## Task requirements
Print exactly the lines below between the line holding "let stored = state" and the line holding "parameters, so every", inclusive, and nothing more.

Saved data entries
- Opening Delimiter -

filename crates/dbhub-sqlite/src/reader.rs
use std::path::Path;

use rusqlite::types::ValueRef;
use rusqlite::{params_from_iter, Connection, OpenFlags, ToSql};
use tracing::debug;

use crate::error::ReaderError;
use crate::identifier::Identifier;
use crate::projection::Projection;
use crate::result::{Cell, ResultSet};

/// Read-only handle on one SQLite file
pub struct SqliteReader {
    conn: Connection,
}

impl SqliteReader {
    /// Open `path` read-only and confirm it is a SQLite database
    pub fn open(path: &Path) -> Result<Self, ReaderError> {
        let conn = Connection::open_with_flags(
            path,
            OpenFlags::SQLITE_OPEN_READ_ONLY | OpenFlags::SQLITE_OPEN_NO_MUTEX,
        )
        .map_err(|e| ReaderError::InvalidDatabase(e.to_string()))?;

        // Opening is lazy; the first read is what detects a non-database file
        conn.query_row("SELECT count(*) FROM sqlite_master", [], |row| {
            row.get::<_, i64>(0)
        })
        .map_err(|e| ReaderError::InvalidDatabase(e.to_string()))?;

        Ok(Self { conn })
    }

    /// User tables in engine order. A file without tables is unusable.
    pub fn list_tables(&self) -> Result<Vec<String>, ReaderError> {
        let mut stmt = self
            .conn
            .prepare(
                "SELECT name FROM sqlite_master \
                 WHERE type = 'table' AND name NOT LIKE 'sqlite\\_%' ESCAPE '\\'",
            )
            .map_err(|e| ReaderError::InvalidDatabase(e.to_string()))?;

        let tables = stmt
            .query_map([], |row| row.get::<_, String>(0))
            .and_then(|rows| rows.collect::<Result<Vec<_>, _>>())
            .map_err(|e| ReaderError::InvalidDatabase(e.to_string()))?;

        if tables.is_empty() {
            return Err(ReaderError::NoTables);
        }
        Ok(tables)
    }

    /// Resolve the requested table, or the first table when none was asked for
    pub fn validate_table(&self, requested: Option<&str>) -> Result<Identifier, ReaderError> {
        let tables = self.list_tables()?;
        match requested {
            None => Identifier::whitelist(&tables[0], &tables),
            Some(name) => Identifier::whitelist(name, &tables)
                .map_err(|_| ReaderError::TableNotFound(name.to_string())),
        }
    }

    /// Column names as reported by the table description
    pub fn columns(&self, table: &Identifier) -> Result<Vec<String>, ReaderError> {
        let mut stmt = self
            .conn
            .prepare("SELECT name FROM pragma_table_info(?1)")?;
        let columns = stmt
            .query_map([table.as_str()], |row| row.get::<_, String>(0))?
            .collect::<Result<Vec<_>, _>>()?;
        Ok(columns)
    }

    /// Read at most `limit` rows from `table`.
    ///
    /// Every column named in `projection` is whitelisted against
    /// [`Self::columns`] before any query text is built. `total_rows` is
    /// left at zero; see [`Self::count_rows`].
    pub fn read_rows(
        &self,
        table: &Identifier,
        limit: u32,
        projection: Option<&Projection>,
    ) -> Result<ResultSet, ReaderError> {
        let mut select = "*".to_string();
        let mut conditions: Vec<String> = Vec::new();
        let mut params: Vec<Box<dyn ToSql>> = Vec::new();

        if let Some(projection) = projection {
            let known = self.columns(table)?;

            let columns = projection
                .columns
                .iter()
                .map(|c| Identifier::whitelist(c, &known))
                .collect::<Result<Vec<_>, _>>()?;
            let filter_column = projection
                .filter
                .as_ref()
                .map(|f| Identifier::whitelist(&f.column, &known))
                .transpose()?;

            if !columns.is_empty() {
                select = columns
                    .iter()
                    .map(Identifier::quoted)
                    .collect::<Vec<_>>()
                    .join(", ");
            }
            for column in &columns {
                if projection.skip_nulls {
                    conditions.push(format!("{} IS NOT NULL", column.quoted()));
                }
                if projection.skip_binary {
                    conditions.push(format!("typeof({}) != 'blob'", column.quoted()));
                }
            }
            if let (Some(filter), Some(column)) = (projection.filter.as_ref(), filter_column) {
                conditions.push(format!("{} {} ?", column.quoted(), filter.op.as_sql()));
                params.push(Box::new(filter.value.clone()));
            }
        }

        let mut sql = format!("SELECT {} FROM {}", select, table.quoted());
        if !conditions.is_empty() {
            sql.push_str(" WHERE ");
            sql.push_str(&conditions.join(" AND "));
        }
        sql.push_str(" LIMIT ?");
        params.push(Box::new(i64::from(limit)));
        debug!("Reading rows: {}", sql);

        let mut stmt = self.conn.prepare(&sql)?;
        let col_names: Vec<String> = stmt.column_names().into_iter().map(String::from).collect();

        let mut records = Vec::new();
        let mut rows = stmt.query(params_from_iter(params.iter().map(|p| p.as_ref())))?;
        while let Some(row) = rows.next()? {
            let mut record = Vec::with_capacity(col_names.len());
            for (i, name) in col_names.iter().enumerate() {
                let cell = match row.get_ref(i)? {
                    ValueRef::Null => Cell::null(name),
                    ValueRef::Integer(v) => Cell::integer(name, v),
                    ValueRef::Real(v) => Cell::float(name, v),
                    ValueRef::Text(bytes) => {
                        Cell::text(name, String::from_utf8_lossy(bytes).into_owned())
                    }
                    ValueRef::Blob(_) => Cell::binary(name),
                };
                record.push(cell);
            }
            records.push(record);
        }

        Ok(ResultSet {
            col_count: col_names.len(),
            row_count: records.len(),
            total_rows: 0,
            tablename: table.as_str().to_string(),
            col_names,
            records,
        })
    }

    /// Unbounded row count for `table`
    pub fn count_rows(&self, table: &Identifier) -> Result<i64, ReaderError> {
        let sql = format!("SELECT count(*) FROM {}", table.quoted());
        Ok(self.conn.query_row(&sql, [], |row| row.get(0))?)
    }

    /// Validate the table, read a page of it and attach the total row count
    pub fn read_table(
        &self,
        requested: Option<&str>,
        limit: u32,
        projection: Option<&Projection>,
    ) -> Result<ResultSet, ReaderError> {
        let table = self.validate_table(requested)?;
        let mut result = self.read_rows(&table, limit, projection)?;
        result.total_rows = self.count_rows(&table)?;
        Ok(result)
    }
}

#[cfg(test)]
mod tests {
    use super::*;
    use crate::projection::{Filter, FilterOp};
    use crate::result::{CellType, BINARY_MARKER, NULL_MARKER};
    use tempfile::TempDir;

    fn build(sql: &str) -> (TempDir, std::path::PathBuf) {
        let dir = tempfile::tempdir().unwrap();
        let path = dir.path().join("test.db");
        let conn = Connection::open(&path).unwrap();
        conn.execute_batch(sql).unwrap();
        drop(conn);
        (dir, path)
    }

    fn sample() -> (TempDir, std::path::PathBuf) {
        build(
            "CREATE TABLE t (a INT, b TEXT);
             INSERT INTO t VALUES (1, 'one'), (2, 'two'), (3, 'three');
             CREATE TABLE mixed (v);
             INSERT INTO mixed VALUES (1), (1.5), ('text'), (x'00ff'), (NULL), ('NULL');",
        )
    }

    #[test]
    fn test_list_tables_in_engine_order() {
        let (_dir, path) = sample();
        let reader = SqliteReader::open(&path).unwrap();
        assert_eq!(reader.list_tables().unwrap(), vec!["t", "mixed"]);
    }

    #[test]
    fn test_no_tables_is_an_error() {
        let (_dir, path) = build("CREATE TABLE x (a); DROP TABLE x;");
        let reader = SqliteReader::open(&path).unwrap();
        assert!(matches!(reader.list_tables(), Err(ReaderError::NoTables)));
        assert!(matches!(
            reader.validate_table(None),
            Err(ReaderError::NoTables)
        ));
    }

    #[test]
    fn test_non_database_file_is_invalid() {
        let dir = tempfile::tempdir().unwrap();
        let path = dir.path().join("junk.db");
        std::fs::write(&path, "not a database ".repeat(100)).unwrap();
        assert!(matches!(
            SqliteReader::open(&path),
            Err(ReaderError::InvalidDatabase(_))
        ));
    }

    #[test]
    fn test_default_table_is_first() {
        let (_dir, path) = sample();
        let reader = SqliteReader::open(&path).unwrap();
        assert_eq!(reader.validate_table(None).unwrap().as_str(), "t");
    }

    #[test]
    fn test_missing_table_is_not_found() {
        let (_dir, path) = sample();
        let reader = SqliteReader::open(&path).unwrap();
        assert!(matches!(
            reader.validate_table(Some("nope")),
            Err(ReaderError::TableNotFound(_))
        ));
    }

    #[test]
    fn test_read_table_counts_and_limits() {
        let (_dir, path) = sample();
        let reader = SqliteReader::open(&path).unwrap();

        let all = reader.read_table(Some("t"), 10, None).unwrap();
        assert_eq!(all.col_names, vec!["a", "b"]);
        assert_eq!(all.col_count, 2);
        assert_eq!(all.row_count, 3);
        assert_eq!(all.total_rows, 3);
        assert_eq!(all.tablename, "t");

        let page = reader.read_table(Some("t"), 2, None).unwrap();
        assert_eq!(page.row_count, 2);
        assert_eq!(page.records.len(), 2);
        assert_eq!(page.total_rows, 3);
    }

    #[test]
    fn test_cells_are_typed_per_row() {
        let (_dir, path) = sample();
        let reader = SqliteReader::open(&path).unwrap();
        let result = reader.read_table(Some("mixed"), 10, None).unwrap();

        let cells: Vec<(CellType, &str)> = result
            .records
            .iter()
            .map(|row| (row[0].cell_type, row[0].value.as_str()))
            .collect();
        assert_eq!(
            cells,
            vec![
                (CellType::Integer, "1"),
                (CellType::Float, "1.5000"),
                (CellType::Text, "text"),
                (CellType::Binary, BINARY_MARKER),
                (CellType::Null, NULL_MARKER),
                (CellType::Text, "NULL"),
            ]
        );
    }

    #[test]
    fn test_projection_restricts_columns() {
        let (_dir, path) = sample();
        let reader = SqliteReader::open(&path).unwrap();
        let projection = Projection::columns(["b"]);
        let result = reader.read_table(Some("t"), 10, Some(&projection)).unwrap();
        assert_eq!(result.col_names, vec!["b"]);
        assert_eq!(result.records[0][0].value, "one");
    }

    #[test]
    fn test_filter_value_is_bound() {
        let (_dir, path) = sample();
        let reader = SqliteReader::open(&path).unwrap();

        let projection = Projection::columns(["a", "b"]).with_filter(Filter {
            column: "a".into(),
            op: FilterOp::GtEq,
            value: "2".into(),
        });
        let result = reader.read_table(Some("t"), 10, Some(&projection)).unwrap();
        assert_eq!(result.row_count, 2);

        let hostile = Projection::columns(["a"]).with_filter(Filter {
            column: "b".into(),
            op: FilterOp::Eq,
            value: "x' OR '1'='1".into(),
        });
        let result = reader.read_table(Some("t"), 10, Some(&hostile)).unwrap();
        assert_eq!(result.row_count, 0);
    }

    #[test]
    fn test_like_filter() {
        let (_dir, path) = sample();
        let reader = SqliteReader::open(&path).unwrap();
        let projection = Projection::columns(Vec::<String>::new()).with_filter(Filter {
            column: "b".into(),
            op: FilterOp::Like,
            value: "t%".into(),
        });
        let result = reader.read_table(Some("t"), 10, Some(&projection)).unwrap();
        assert_eq!(result.col_names, vec!["a", "b"]);
        assert_eq!(result.row_count, 2);
    }

    #[test]
    fn test_plottable_projection_skips_null_and_blob_rows() {
        let (_dir, path) = build(
            "CREATE TABLE s (x, y);
             INSERT INTO s VALUES (1, 10), (2, NULL), (3, x'01'), (NULL, 4), (5, 50);",
        );
        let reader = SqliteReader::open(&path).unwrap();
        let projection = Projection::columns(["x", "y"]).plottable();

        let result = reader.read_table(None, 10, Some(&projection)).unwrap();
        let xs: Vec<&str> = result.records.iter().map(|r| r[0].value.as_str()).collect();
        assert_eq!(xs, vec!["1", "5"]);
        assert_eq!(result.total_rows, 5);

        // The limit applies to the rows that survive the filter
        let limited = reader.read_table(None, 1, Some(&projection)).unwrap();
        assert_eq!(limited.row_count, 1);
    }

    #[test]
    fn test_unknown_projected_column_is_rejected() {
        let (_dir, path) = sample();
        let reader = SqliteReader::open(&path).unwrap();
        let projection = Projection::columns(["a", "missing"]);
        assert!(matches!(
            reader.read_table(Some("t"), 10, Some(&projection)),
            Err(ReaderError::InvalidIdentifier(_))
        ));
    }

    #[test]
    fn test_names_needing_quotes_are_readable() {
        let (_dir, path) = build(
            "CREATE TABLE \"my table\" (\"the \"\"col\"\"\" INT, \"select\" TEXT);
             INSERT INTO \"my table\" VALUES (7, 'k');",
        );
        let reader = SqliteReader::open(&path).unwrap();
        let projection = Projection::columns(["the \"col\"", "select"]);
        let result = reader
            .read_table(Some("my table"), 10, Some(&projection))
            .unwrap();
        assert_eq!(result.col_names, vec!["the \"col\"", "select"]);
        assert_eq!(result.records[0][0].value, "7");
        assert_eq!(result.records[0][1].value, "k");
    }
}
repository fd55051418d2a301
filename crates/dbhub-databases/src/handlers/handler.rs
//! HTTP handlers for database reads, downloads and uploads

use std::sync::Arc;

use axum::{
    body::Body,
    extract::{DefaultBodyLimit, Multipart, Path, Query, State},
    http::{header, StatusCode},
    response::{IntoResponse, Response},
    routing::{get, post},
    Json, Router,
};
use bytes::Bytes;
use dbhub_core::problemdetails::Problem;
use dbhub_sqlite::ResultSet;
use tracing::info;
use utoipa::OpenApi;

use super::types::*;
use crate::error::DatabaseError;
use crate::services::{
    DatabaseSummary, DatabaseTarget, PageData, UploadRequest, VisPageData, SQLITE_CONTENT_TYPE,
};

/// Largest accepted upload
const MAX_UPLOAD_BYTES: usize = 512 * 1024 * 1024;

/// OpenAPI documentation for database endpoints
#[derive(OpenApi)]
#[openapi(
    paths(
        table_view,
        download_csv,
        vis_data,
        page_data,
        vis_page,
        download,
        upload_data,
        user_databases,
    ),
    components(
        schemas(
            ResultSet,
            dbhub_sqlite::Cell,
            PageData,
            VisPageData,
            UploadResponse,
            UploadForm,
            DatabaseSummary,
            dbhub_core::ProblemDetails,
        )
    ),
    tags(
        (name = "Databases", description = "Reading, downloading and uploading SQLite databases")
    )
)]
pub struct DatabaseApiDoc;

/// Configure database routes
pub fn configure_routes() -> Router<Arc<DatabaseAppState>> {
    Router::new()
        .route("/x/table/{owner}/{db}", get(table_view))
        .route("/x/downloadcsv/{owner}/{db}", get(download_csv))
        .route("/x/visdata/{owner}/{db}", get(vis_data))
        .route("/x/pagedata/{owner}/{db}", get(page_data))
        .route("/x/vispage/{owner}/{db}", get(vis_page))
        .route("/x/download/{owner}/{db}", get(download))
        .route("/x/databases/{owner}", get(user_databases))
        .route(
            "/x/uploaddata",
            post(upload_data).layer(DefaultBodyLimit::max(MAX_UPLOAD_BYTES)),
        )
}

/// Databases of one user, newest first
#[utoipa::path(
    tag = "Databases",
    get,
    path = "/x/databases/{owner}",
    params(
        ("owner" = String, Path, description = "User whose databases are listed")
    ),
    responses(
        (status = 200, description = "Latest visible version of each database", body = Vec<DatabaseSummary>),
        (status = 400, description = "Invalid user name", body = dbhub_core::ProblemDetails),
        (status = 404, description = "Unknown user", body = dbhub_core::ProblemDetails)
    )
)]
pub async fn user_databases(
    CurrentViewer(viewer): CurrentViewer,
    State(state): State<Arc<DatabaseAppState>>,
    Path(owner): Path<String>,
) -> Result<Json<Vec<DatabaseSummary>>, Problem> {
    let listed = state.view_service.user_databases(&viewer, &owner).await?;
    Ok(Json(listed))
}

/// Rows of one table as JSON
#[utoipa::path(
    tag = "Databases",
    get,
    path = "/x/table/{owner}/{db}",
    params(
        ("owner" = String, Path, description = "Database owner"),
        ("db" = String, Path, description = "Database name"),
        TableQuery
    ),
    responses(
        (status = 200, description = "Table rows, or [] when the page is empty", body = ResultSet),
        (status = 400, description = "Invalid request", body = dbhub_core::ProblemDetails),
        (status = 403, description = "Version is private", body = dbhub_core::ProblemDetails),
        (status = 404, description = "Database or table not found", body = dbhub_core::ProblemDetails)
    )
)]
pub async fn table_view(
    CurrentViewer(viewer): CurrentViewer,
    State(state): State<Arc<DatabaseAppState>>,
    Path((owner, db)): Path<(String, String)>,
    Query(query): Query<TableQuery>,
) -> Result<Response, Problem> {
    let target = DatabaseTarget::new(owner, db, query.version);
    let result = state
        .view_service
        .table_view(&viewer, &target, query.table.as_deref())
        .await?;

    let body = result
        .to_json()
        .map_err(|e| DatabaseError::QueryFailed(e.to_string()))?;
    Ok(([(header::CONTENT_TYPE, "application/json")], body).into_response())
}

/// Export one table as CSV
#[utoipa::path(
    tag = "Databases",
    get,
    path = "/x/downloadcsv/{owner}/{db}",
    params(
        ("owner" = String, Path, description = "Database owner"),
        ("db" = String, Path, description = "Database name"),
        TableQuery
    ),
    responses(
        (status = 200, description = "Header-less CSV of the table", content_type = "text/csv", body = String),
        (status = 400, description = "No table given", body = dbhub_core::ProblemDetails),
        (status = 404, description = "Database or table not found", body = dbhub_core::ProblemDetails)
    )
)]
pub async fn download_csv(
    CurrentViewer(viewer): CurrentViewer,
    State(state): State<Arc<DatabaseAppState>>,
    Path((owner, db)): Path<(String, String)>,
    Query(query): Query<TableQuery>,
) -> Result<Response, Problem> {
    let target = DatabaseTarget::new(owner, db, query.version);
    let export = state
        .view_service
        .csv_export(&viewer, &target, query.table.as_deref())
        .await?;

    Ok((
        [
            (header::CONTENT_TYPE, "text/csv".to_string()),
            (
                header::CONTENT_DISPOSITION,
                format!("attachment; filename={}", export.filename),
            ),
        ],
        export.body,
    )
        .into_response())
}

/// Chart data for one table
#[utoipa::path(
    tag = "Databases",
    get,
    path = "/x/visdata/{owner}/{db}",
    params(
        ("owner" = String, Path, description = "Database owner"),
        ("db" = String, Path, description = "Database name"),
        VisDataQuery
    ),
    responses(
        (status = 200, description = "Projected and filtered rows", body = ResultSet),
        (status = 400, description = "Invalid column, operator or value", body = dbhub_core::ProblemDetails),
        (status = 404, description = "Database or table not found", body = dbhub_core::ProblemDetails)
    )
)]
pub async fn vis_data(
    CurrentViewer(viewer): CurrentViewer,
    State(state): State<Arc<DatabaseAppState>>,
    Path((owner, db)): Path<(String, String)>,
    Query(query): Query<VisDataQuery>,
) -> Result<Json<ResultSet>, Problem> {
    let target = DatabaseTarget::new(owner, db, query.version);
    let options = query.into();
    let result = state.view_service.vis_data(&viewer, &target, &options).await?;
    Ok(Json(result))
}

/// Everything the database page shows
#[utoipa::path(
    tag = "Databases",
    get,
    path = "/x/pagedata/{owner}/{db}",
    params(
        ("owner" = String, Path, description = "Database owner"),
        ("db" = String, Path, description = "Database name"),
        TableQuery
    ),
    responses(
        (status = 200, description = "Table list and a page of rows", body = PageData),
        (status = 404, description = "Database or table not found", body = dbhub_core::ProblemDetails)
    )
)]
pub async fn page_data(
    CurrentViewer(viewer): CurrentViewer,
    State(state): State<Arc<DatabaseAppState>>,
    Path((owner, db)): Path<(String, String)>,
    Query(query): Query<TableQuery>,
) -> Result<Json<PageData>, Problem> {
    let target = DatabaseTarget::new(owner, db, query.version);
    let data = state
        .view_service
        .page_data(&viewer, &target, query.table.as_deref())
        .await?;
    Ok(Json(data))
}

/// Everything the visualisation page shows
#[utoipa::path(
    tag = "Databases",
    get,
    path = "/x/vispage/{owner}/{db}",
    params(
        ("owner" = String, Path, description = "Database owner"),
        ("db" = String, Path, description = "Database name"),
        TableQuery
    ),
    responses(
        (status = 200, description = "Column names and rows", body = VisPageData),
        (status = 404, description = "Database or table not found", body = dbhub_core::ProblemDetails)
    )
)]
pub async fn vis_page(
    CurrentViewer(viewer): CurrentViewer,
    State(state): State<Arc<DatabaseAppState>>,
    Path((owner, db)): Path<(String, String)>,
    Query(query): Query<TableQuery>,
) -> Result<Json<VisPageData>, Problem> {
    let target = DatabaseTarget::new(owner, db, query.version);
    let data = state
        .view_service
        .vis_page(&viewer, &target, query.table.as_deref())
        .await?;
    Ok(Json(data))
}

/// Download the stored SQLite file
#[utoipa::path(
    tag = "Databases",
    get,
    path = "/x/download/{owner}/{db}",
    params(
        ("owner" = String, Path, description = "Database owner"),
        ("db" = String, Path, description = "Database name"),
        VersionQuery
    ),
    responses(
        (status = 200, description = "The database file", content_type = "application/x-sqlite3", body = Vec<u8>),
        (status = 403, description = "Version is private", body = dbhub_core::ProblemDetails),
        (status = 404, description = "Database not found", body = dbhub_core::ProblemDetails)
    )
)]
pub async fn download(
    CurrentViewer(viewer): CurrentViewer,
    State(state): State<Arc<DatabaseAppState>>,
    Path((owner, db)): Path<(String, String)>,
    Query(query): Query<VersionQuery>,
) -> Result<Response, Problem> {
    let target = DatabaseTarget::new(owner, db, query.version);
    let download = state.view_service.download(&viewer, &target).await?;

    info!(
        "Serving {}/{} version {} ({} bytes)",
        target.owner, target.dbname, download.version, download.size
    );
    Ok((
        [
            (header::CONTENT_TYPE, SQLITE_CONTENT_TYPE.to_string()),
            (
                header::CONTENT_DISPOSITION,
                format!(
                    "attachment; filename={}",
                    urlencoding::encode(&download.filename)
                ),
            ),
            (header::CONTENT_LENGTH, download.size.to_string()),
        ],
        Body::from_stream(download.stream),
    )
        .into_response())
}

/// Upload a new database version
#[utoipa::path(
    tag = "Databases",
    post,
    path = "/x/uploaddata",
    request_body(content = UploadForm, content_type = "multipart/form-data"),
    responses(
        (status = 201, description = "Version stored", body = UploadResponse),
        (status = 400, description = "Missing or malformed fields", body = dbhub_core::ProblemDetails),
        (status = 401, description = "Not signed in", body = dbhub_core::ProblemDetails),
        (status = 422, description = "Not a SQLite database with tables", body = dbhub_core::ProblemDetails)
    )
)]
pub async fn upload_data(
    CurrentViewer(viewer): CurrentViewer,
    State(state): State<Arc<DatabaseAppState>>,
    mut multipart: Multipart,
) -> Result<impl IntoResponse, Problem> {
    if viewer.is_anonymous() {
        return Err(DatabaseError::Unauthorized.into());
    }

    let mut database: Option<(String, Bytes)> = None;
    let mut public: Option<bool> = None;

    while let Some(field) = multipart
        .next_field()
        .await
        .map_err(|e| DatabaseError::BadRequest(format!("Malformed upload: {}", e)))?
    {
        match field.name() {
            Some("database") => {
                let filename = field
                    .file_name()
                    .map(str::to_string)
                    .ok_or_else(|| DatabaseError::BadRequest("Database file name missing".into()))?;
                let data = field
                    .bytes()
                    .await
                    .map_err(|e| DatabaseError::BadRequest(format!("Malformed upload: {}", e)))?;
                database = Some((filename, data));
            }
            Some("public") => {
                let value = field
                    .text()
                    .await
                    .map_err(|e| DatabaseError::BadRequest(format!("Malformed upload: {}", e)))?;
                public = Some(parse_bool(&value).ok_or_else(|| {
                    DatabaseError::BadRequest("Public value incorrect".to_string())
                })?);
            }
            _ => {}
        }
    }

    let (dbname, data) = database
        .ok_or_else(|| DatabaseError::BadRequest("Database file missing from upload".into()))?;
    let public =
        public.ok_or_else(|| DatabaseError::BadRequest("Public value missing".to_string()))?;

    let stored = state
        .upload_service
        .upload(&viewer, UploadRequest { dbname, public, data })
        .await?;

    Ok((StatusCode::CREATED, Json(UploadResponse::from(stored))))
}

/// Boolean form values as browsers and scripts tend to send them
fn parse_bool(value: &str) -> Option<bool> {
    match value {
        "1" | "t" | "T" | "true" | "TRUE" | "True" => Some(true),
        "0" | "f" | "F" | "false" | "FALSE" | "False" => Some(false),
        _ => None,
    }
}
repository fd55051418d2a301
pub mod serve;

pub use serve::ServeCommand;
mod service;

pub use service::{ConfigServiceError, ReadLimits, ServerConfig};
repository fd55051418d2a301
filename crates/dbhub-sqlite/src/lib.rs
//! dbhub-sqlite: bounded, typed reads from user-uploaded SQLite files
//!
//! Table and column names cannot be bound as query parameters, so every
//! identifier that ends up in query text is an [`Identifier`], and the only
//! way to obtain one is to match a candidate against the live enumeration
//! read from the file itself. Filter values are always bound.

mod error;
mod identifier;
mod materialize;
mod projection;
mod reader;
mod result;

pub use error::ReaderError;
pub use identifier::Identifier;
pub use materialize::MaterializedFile;
pub use projection::{Filter, FilterOp, Projection};
pub use reader::SqliteReader;
pub use result::{Cell, CellType, ResultSet, BINARY_MARKER, NULL_MARKER};
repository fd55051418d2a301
use std::time::Duration;

use async_trait::async_trait;

use crate::error::CacheError;

mod memory;
mod redis_cache;

pub use memory::MemoryCache;
pub use redis_cache::RedisCache;

/// Raw key-value storage underneath [`crate::ResultCache`]
#[async_trait]
pub trait CacheBackend: Send + Sync {
    async fn get_raw(&self, key: &str) -> Result<Option<Vec<u8>>, CacheError>;

    /// Store a value. `ttl` is a hint for physical eviction; expiry is
    /// enforced on read regardless of whether the backend honours it.
    async fn set_raw(&self, key: &str, value: Vec<u8>, ttl: Duration) -> Result<(), CacheError>;
}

- Closing Delimiter -

## Answer
    let stored = state
        .upload_service
        .upload(&viewer, UploadRequest { dbname, public, data })
        .await?;

    Ok((StatusCode::CREATED, Json(UploadResponse::from(stored))))
}

/// Boolean form values as browsers and scripts tend to send them
fn parse_bool(value: &str) -> Option<bool> {
    match value {
        "1" | "t" | "T" | "true" | "TRUE" | "True" => Some(true),
        "0" | "f" | "F" | "false" | "FALSE" | "False" => Some(false),
        _ => None,
    }
}
repository fd55051418d2a301
pub mod serve;

pub use serve::ServeCommand;
mod service;

pub use service::{ConfigServiceError, ReadLimits, ServerConfig};
repository fd55051418d2a301
filename crates/dbhub-sqlite/src/lib.rs
//! dbhub-sqlite: bounded, typed reads from user-uploaded SQLite files
//!
//! Table and column names cannot be bound as query parameters, so every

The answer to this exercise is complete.